Your objective:
Please find every line in the records below that contains the word "Posynomial", and copy it.

Collected data entries:
Segment Open
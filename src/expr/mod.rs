//! Expression types and creation utilities.
//!
//! This module provides the algebra used to state geometric and signomial programs:
//! - `Variable` - a positive scalar with a unit, optionally fixed to a value
//! - `Monomial` - a coefficient times a product of variable powers
//! - `Signomial` / `Posynomial` - sums of monomials
//! - Operator overloading (`+`, `-`, `*`, `/`, unary `-`) between all of them

pub mod monomial;
mod ops;
pub mod sign;
pub mod signomial;
pub mod tools;
pub mod variable;

pub use monomial::Monomial;
pub use sign::Sign;
pub use signomial::{Posynomial, Signomial};
pub use tools::te_exp_minus1;
pub use variable::{
    parameter, scalar_var, variable, VarId, Values, Variable, VariableBuilder, VariableData,
};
Segment Closed
Exercise answer:
//! - `Signomial` / `Posynomial` - sums of monomials
pub use signomial::{Posynomial, Signomial};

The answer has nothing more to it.